Can PublishRail publish articles to GitHub as Markdown?

Yes. The GitHub target commits each article as a Markdown file into a folder of a repository you choose, using the GitHub Contents API — no local git checkout required. You configure the owner, repository, branch, and folder, and the commit message is templated per article. Like the other publishers, it supports dry-run mode so you can preview commits before they are created.

Is PublishRail self-hosted?

Yes. PublishRail is self-hosted and runs entirely on your own machine or server. It is a Node.js application you clone and run yourself, with an optional local web UI for managing runs and editing prompts. Your API keys and tokens live in your local environment, and nothing is sent anywhere except the AI provider and publishing targets you explicitly configure.

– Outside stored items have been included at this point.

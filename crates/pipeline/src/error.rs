//! 파이프라인 에러 타입
//!
//! [`NormPipelineError`]는 파이프라인 구성과 실행의 에러를 표현합니다.
//! `From<NormPipelineError> for NormwireError` 변환이 구현되어 있어
//! 상위 레이어에서 `?` 연산자로 자연스럽게 전파할 수 있습니다.

use normwire_core::error::{NormwireError, PipelineError};
use normwire_translator::TranslatorError;

/// 파이프라인 도메인 에러
#[derive(Debug, thiserror::Error)]
pub enum NormPipelineError {
    /// 설정 에러
    #[error("config error: {field}: {reason}")]
    Config {
        /// 설정 필드명
        field: String,
        /// 에러 사유
        reason: String,
    },

    /// 규칙 로딩/컴파일 에러
    #[error("rule error: {0}")]
    Rule(#[from] TranslatorError),

    /// 스키마 로딩 에러
    #[error("schema error: {0}")]
    Schema(#[from] normwire_core::error::SchemaError),

    /// I/O 에러
    #[error("io error: {0}")]
    Io(#[from] std::io::Error),
}

impl From<NormPipelineError> for NormwireError {
    fn from(err: NormPipelineError) -> Self {
        NormwireError::Pipeline(PipelineError::InitFailed(err.to_string()))
    }
}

Does PublishRail support dry runs before publishing?

Yes, for the GitHub and Framer targets. Dry-run mode builds the full payload and prints exactly what would be published — for Framer, that includes each mapped section, its character count, and any missing or unmapped headings — without calling the remote API. Dry run is the default for these publishers, so live publishing is something you opt into deliberately rather than by accident.

What does PublishRail validate before publishing an article?

PublishRail runs deterministic local checks plus an optional AI judge. Local validators cover article structure (a minimum number of H2 sections, no empty or duplicate headings), FAQ formatting, word count, escaped-quote cleanup, banned “AI-tell” vocabulary, and alignment between FAQ content and its JSON-LD. The AI judge then scores the draft against your criteria and can trigger an automatic rewrite, helping teams catch issues before content reaches Framer CMS, GitHub, or Markdown.